**Assignment**
Each line of the records that includes "SeederConfig" should be found and copied.

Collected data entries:
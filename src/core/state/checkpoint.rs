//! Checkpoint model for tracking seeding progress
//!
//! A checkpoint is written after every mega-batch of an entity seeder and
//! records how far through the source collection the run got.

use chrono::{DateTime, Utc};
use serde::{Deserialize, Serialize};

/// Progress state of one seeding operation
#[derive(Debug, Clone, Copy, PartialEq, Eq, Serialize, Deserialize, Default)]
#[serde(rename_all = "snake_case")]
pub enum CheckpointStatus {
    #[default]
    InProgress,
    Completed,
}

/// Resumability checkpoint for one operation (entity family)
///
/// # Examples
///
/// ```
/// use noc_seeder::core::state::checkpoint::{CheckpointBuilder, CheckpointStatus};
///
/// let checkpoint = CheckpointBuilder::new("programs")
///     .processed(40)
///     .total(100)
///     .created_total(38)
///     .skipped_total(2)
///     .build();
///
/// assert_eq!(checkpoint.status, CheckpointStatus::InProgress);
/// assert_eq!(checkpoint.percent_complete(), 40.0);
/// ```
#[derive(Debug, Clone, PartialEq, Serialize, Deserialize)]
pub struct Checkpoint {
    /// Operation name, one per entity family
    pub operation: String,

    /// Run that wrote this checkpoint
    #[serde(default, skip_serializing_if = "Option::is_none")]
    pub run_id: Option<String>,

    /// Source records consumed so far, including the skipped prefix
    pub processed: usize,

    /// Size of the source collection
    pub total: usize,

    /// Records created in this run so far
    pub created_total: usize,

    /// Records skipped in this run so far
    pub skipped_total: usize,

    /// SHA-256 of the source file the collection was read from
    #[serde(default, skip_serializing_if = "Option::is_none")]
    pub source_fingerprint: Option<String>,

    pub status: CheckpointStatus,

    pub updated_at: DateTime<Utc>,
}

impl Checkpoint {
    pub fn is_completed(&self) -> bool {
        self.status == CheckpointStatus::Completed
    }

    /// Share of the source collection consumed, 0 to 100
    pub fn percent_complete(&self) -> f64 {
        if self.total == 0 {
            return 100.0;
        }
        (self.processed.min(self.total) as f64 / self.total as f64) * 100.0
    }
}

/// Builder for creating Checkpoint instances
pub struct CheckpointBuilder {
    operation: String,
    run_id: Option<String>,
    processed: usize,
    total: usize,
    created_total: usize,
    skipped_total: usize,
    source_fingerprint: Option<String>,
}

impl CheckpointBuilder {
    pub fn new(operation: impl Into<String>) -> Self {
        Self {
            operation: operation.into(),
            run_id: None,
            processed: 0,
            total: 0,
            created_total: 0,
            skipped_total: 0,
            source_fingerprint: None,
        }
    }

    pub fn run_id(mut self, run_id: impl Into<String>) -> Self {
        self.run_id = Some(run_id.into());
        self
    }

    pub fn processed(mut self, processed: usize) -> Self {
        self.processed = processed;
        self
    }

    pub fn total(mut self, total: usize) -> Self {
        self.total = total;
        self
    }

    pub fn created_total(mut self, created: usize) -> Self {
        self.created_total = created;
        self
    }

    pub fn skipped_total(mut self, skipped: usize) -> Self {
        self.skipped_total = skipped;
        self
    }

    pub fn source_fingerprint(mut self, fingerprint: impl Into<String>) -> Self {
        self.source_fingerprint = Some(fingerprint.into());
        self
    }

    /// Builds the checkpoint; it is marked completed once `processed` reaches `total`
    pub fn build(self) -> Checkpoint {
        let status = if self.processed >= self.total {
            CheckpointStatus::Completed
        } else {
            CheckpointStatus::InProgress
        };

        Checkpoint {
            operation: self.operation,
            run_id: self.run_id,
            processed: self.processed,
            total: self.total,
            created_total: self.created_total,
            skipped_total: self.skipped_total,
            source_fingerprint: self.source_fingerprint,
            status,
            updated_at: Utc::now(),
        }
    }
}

---

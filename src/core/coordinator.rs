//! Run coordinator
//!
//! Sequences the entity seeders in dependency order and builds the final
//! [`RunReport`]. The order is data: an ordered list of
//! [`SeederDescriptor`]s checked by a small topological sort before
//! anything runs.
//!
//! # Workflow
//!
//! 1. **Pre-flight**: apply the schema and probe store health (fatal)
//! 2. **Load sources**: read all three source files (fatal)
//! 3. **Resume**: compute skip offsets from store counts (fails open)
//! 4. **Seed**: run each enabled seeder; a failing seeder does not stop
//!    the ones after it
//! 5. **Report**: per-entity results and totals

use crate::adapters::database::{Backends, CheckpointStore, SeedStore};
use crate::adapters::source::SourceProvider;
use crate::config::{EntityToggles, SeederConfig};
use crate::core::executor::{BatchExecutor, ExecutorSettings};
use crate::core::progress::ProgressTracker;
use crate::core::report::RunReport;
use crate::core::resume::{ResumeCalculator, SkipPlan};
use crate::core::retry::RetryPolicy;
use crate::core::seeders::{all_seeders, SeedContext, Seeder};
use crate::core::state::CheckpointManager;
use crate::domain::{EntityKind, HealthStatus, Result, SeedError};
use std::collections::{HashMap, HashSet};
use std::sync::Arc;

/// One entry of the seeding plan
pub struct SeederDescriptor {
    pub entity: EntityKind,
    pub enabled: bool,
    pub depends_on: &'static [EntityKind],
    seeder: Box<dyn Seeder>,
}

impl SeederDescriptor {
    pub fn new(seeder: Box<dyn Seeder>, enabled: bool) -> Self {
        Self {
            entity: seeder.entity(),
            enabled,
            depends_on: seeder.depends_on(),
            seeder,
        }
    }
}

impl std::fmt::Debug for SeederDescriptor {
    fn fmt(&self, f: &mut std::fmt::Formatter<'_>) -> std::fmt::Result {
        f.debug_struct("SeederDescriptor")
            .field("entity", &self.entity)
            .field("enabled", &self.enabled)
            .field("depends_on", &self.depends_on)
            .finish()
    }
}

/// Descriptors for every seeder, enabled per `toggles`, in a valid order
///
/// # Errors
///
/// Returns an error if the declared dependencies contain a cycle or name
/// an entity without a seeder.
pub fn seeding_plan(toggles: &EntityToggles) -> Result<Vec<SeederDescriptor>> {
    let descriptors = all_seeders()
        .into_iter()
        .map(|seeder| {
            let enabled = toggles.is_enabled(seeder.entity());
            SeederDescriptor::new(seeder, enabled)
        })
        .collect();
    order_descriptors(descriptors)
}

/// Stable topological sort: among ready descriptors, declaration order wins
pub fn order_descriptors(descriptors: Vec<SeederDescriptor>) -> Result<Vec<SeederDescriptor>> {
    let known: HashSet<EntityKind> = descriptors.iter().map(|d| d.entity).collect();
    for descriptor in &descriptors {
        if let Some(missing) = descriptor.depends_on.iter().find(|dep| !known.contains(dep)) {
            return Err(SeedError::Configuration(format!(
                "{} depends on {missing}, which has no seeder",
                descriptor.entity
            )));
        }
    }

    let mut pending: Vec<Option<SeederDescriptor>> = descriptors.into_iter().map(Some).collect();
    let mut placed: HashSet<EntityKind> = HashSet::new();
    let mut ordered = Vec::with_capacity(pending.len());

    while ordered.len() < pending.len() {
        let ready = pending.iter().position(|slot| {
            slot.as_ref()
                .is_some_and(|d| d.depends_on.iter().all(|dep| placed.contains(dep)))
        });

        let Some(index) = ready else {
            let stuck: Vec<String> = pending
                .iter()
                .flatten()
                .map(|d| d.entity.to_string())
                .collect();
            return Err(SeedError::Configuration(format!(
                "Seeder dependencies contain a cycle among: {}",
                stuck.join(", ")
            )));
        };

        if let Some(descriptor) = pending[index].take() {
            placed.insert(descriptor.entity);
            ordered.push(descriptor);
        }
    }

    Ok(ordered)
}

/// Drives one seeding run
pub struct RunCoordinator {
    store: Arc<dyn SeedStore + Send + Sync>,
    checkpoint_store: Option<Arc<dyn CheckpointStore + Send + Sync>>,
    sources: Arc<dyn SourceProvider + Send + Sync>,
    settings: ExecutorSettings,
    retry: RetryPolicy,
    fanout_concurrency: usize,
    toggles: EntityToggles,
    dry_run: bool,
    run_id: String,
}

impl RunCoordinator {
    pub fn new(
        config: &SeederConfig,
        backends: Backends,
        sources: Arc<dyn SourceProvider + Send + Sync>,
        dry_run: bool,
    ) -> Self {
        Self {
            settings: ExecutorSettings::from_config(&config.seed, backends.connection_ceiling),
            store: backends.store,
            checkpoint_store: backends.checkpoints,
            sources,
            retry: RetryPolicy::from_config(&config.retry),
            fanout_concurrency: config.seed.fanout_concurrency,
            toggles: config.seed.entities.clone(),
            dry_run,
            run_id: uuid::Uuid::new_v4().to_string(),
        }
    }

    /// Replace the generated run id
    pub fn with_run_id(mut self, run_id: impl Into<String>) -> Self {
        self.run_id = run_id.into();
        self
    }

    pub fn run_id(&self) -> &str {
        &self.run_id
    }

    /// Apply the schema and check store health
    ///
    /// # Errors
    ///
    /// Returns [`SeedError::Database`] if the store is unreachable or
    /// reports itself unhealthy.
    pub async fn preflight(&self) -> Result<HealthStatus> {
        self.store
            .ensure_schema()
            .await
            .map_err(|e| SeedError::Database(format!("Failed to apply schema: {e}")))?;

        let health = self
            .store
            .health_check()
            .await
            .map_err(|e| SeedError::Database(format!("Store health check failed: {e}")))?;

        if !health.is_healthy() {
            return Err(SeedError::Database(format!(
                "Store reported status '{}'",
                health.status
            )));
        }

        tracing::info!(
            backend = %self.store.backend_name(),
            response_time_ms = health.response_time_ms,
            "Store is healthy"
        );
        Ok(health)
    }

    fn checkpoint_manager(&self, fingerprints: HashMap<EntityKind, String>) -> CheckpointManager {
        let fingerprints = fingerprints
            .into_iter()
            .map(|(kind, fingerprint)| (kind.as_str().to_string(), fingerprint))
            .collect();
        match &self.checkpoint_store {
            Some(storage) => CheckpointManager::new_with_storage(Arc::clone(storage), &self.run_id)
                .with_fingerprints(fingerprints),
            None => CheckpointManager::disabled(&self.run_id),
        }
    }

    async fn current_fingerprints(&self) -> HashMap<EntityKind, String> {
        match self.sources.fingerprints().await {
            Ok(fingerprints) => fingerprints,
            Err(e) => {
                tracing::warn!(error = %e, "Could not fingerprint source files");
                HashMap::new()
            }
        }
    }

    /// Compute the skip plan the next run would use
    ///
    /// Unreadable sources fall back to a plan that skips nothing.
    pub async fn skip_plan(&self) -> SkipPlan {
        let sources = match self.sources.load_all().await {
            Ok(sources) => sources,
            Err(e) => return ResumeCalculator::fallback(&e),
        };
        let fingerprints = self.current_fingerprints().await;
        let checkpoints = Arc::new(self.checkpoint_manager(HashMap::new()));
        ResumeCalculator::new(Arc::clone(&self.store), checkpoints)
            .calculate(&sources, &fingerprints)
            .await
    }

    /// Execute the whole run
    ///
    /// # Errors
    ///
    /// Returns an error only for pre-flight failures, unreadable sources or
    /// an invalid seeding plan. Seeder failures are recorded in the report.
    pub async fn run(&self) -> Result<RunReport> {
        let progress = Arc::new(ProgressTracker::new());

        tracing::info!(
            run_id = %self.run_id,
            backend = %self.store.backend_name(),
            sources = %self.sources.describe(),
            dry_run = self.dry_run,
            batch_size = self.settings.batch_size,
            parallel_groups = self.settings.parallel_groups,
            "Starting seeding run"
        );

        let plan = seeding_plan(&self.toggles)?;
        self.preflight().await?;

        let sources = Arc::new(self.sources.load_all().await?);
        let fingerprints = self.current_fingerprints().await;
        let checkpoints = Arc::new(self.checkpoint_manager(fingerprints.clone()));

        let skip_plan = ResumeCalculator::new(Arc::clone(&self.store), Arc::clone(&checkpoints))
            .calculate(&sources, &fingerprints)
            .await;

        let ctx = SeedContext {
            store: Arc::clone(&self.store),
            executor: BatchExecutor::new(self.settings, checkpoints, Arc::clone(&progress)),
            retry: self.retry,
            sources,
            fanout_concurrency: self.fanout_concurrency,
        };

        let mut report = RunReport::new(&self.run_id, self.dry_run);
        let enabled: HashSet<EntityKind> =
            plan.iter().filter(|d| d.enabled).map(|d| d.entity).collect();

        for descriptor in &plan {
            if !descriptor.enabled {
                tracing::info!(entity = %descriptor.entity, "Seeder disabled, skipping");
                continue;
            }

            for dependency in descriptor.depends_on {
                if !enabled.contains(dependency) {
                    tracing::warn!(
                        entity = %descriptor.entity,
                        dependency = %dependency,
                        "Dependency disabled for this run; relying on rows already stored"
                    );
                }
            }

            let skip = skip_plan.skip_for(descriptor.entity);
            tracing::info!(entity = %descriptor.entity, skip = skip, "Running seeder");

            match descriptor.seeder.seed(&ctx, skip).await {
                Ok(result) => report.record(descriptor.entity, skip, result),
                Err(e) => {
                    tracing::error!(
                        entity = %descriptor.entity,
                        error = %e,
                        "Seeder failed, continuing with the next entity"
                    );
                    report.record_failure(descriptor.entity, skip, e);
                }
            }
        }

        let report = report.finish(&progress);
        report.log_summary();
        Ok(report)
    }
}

* * *

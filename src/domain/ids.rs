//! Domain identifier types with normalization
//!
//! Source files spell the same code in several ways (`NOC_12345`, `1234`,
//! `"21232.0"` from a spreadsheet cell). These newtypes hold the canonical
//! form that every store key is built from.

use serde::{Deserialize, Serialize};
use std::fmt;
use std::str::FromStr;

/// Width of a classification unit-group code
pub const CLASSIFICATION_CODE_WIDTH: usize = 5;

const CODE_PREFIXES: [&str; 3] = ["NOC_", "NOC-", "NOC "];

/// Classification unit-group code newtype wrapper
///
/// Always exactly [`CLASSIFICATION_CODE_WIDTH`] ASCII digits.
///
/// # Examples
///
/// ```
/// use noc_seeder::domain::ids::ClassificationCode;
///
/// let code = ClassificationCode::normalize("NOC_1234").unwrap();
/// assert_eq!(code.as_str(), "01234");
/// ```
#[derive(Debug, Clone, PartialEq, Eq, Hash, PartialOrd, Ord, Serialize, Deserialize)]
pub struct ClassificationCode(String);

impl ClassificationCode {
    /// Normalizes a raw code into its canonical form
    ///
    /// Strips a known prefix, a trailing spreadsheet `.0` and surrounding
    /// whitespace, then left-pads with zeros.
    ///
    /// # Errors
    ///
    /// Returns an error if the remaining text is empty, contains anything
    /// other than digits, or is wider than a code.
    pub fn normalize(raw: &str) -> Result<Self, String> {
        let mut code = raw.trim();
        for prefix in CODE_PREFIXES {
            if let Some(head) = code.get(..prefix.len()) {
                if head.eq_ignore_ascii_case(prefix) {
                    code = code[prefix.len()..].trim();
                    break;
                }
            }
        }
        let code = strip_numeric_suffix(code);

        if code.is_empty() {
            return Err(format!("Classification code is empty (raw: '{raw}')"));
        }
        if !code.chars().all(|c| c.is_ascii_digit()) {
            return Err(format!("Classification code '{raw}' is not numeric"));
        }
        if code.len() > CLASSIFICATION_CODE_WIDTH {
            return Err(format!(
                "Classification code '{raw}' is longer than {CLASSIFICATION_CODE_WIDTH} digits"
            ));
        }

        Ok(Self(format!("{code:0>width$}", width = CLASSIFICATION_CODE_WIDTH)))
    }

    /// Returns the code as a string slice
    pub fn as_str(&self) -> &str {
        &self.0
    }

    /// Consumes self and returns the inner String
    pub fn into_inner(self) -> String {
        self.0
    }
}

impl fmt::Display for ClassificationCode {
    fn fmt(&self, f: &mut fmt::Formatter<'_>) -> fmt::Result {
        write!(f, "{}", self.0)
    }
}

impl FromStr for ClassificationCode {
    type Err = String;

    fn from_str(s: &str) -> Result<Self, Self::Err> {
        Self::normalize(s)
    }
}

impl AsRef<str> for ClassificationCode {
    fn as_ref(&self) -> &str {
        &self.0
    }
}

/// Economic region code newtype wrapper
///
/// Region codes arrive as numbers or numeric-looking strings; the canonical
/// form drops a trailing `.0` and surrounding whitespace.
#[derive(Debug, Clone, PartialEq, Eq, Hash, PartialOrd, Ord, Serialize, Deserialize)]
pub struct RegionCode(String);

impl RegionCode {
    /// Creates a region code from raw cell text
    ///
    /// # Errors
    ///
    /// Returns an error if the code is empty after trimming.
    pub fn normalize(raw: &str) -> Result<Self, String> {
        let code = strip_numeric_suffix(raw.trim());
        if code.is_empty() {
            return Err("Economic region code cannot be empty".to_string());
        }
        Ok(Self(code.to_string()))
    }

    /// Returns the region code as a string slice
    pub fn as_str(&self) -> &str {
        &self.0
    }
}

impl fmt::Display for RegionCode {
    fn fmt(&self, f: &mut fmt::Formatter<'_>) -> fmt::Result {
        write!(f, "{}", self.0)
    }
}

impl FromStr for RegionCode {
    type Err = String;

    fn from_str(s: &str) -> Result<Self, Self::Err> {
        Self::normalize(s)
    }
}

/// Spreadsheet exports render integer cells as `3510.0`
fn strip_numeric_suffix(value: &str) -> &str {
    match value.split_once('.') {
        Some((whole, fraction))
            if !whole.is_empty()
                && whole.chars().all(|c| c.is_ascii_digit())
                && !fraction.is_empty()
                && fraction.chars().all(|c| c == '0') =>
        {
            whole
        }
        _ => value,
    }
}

**Result**
use crate::config::{EntityToggles, SeederConfig};
        config: &SeederConfig,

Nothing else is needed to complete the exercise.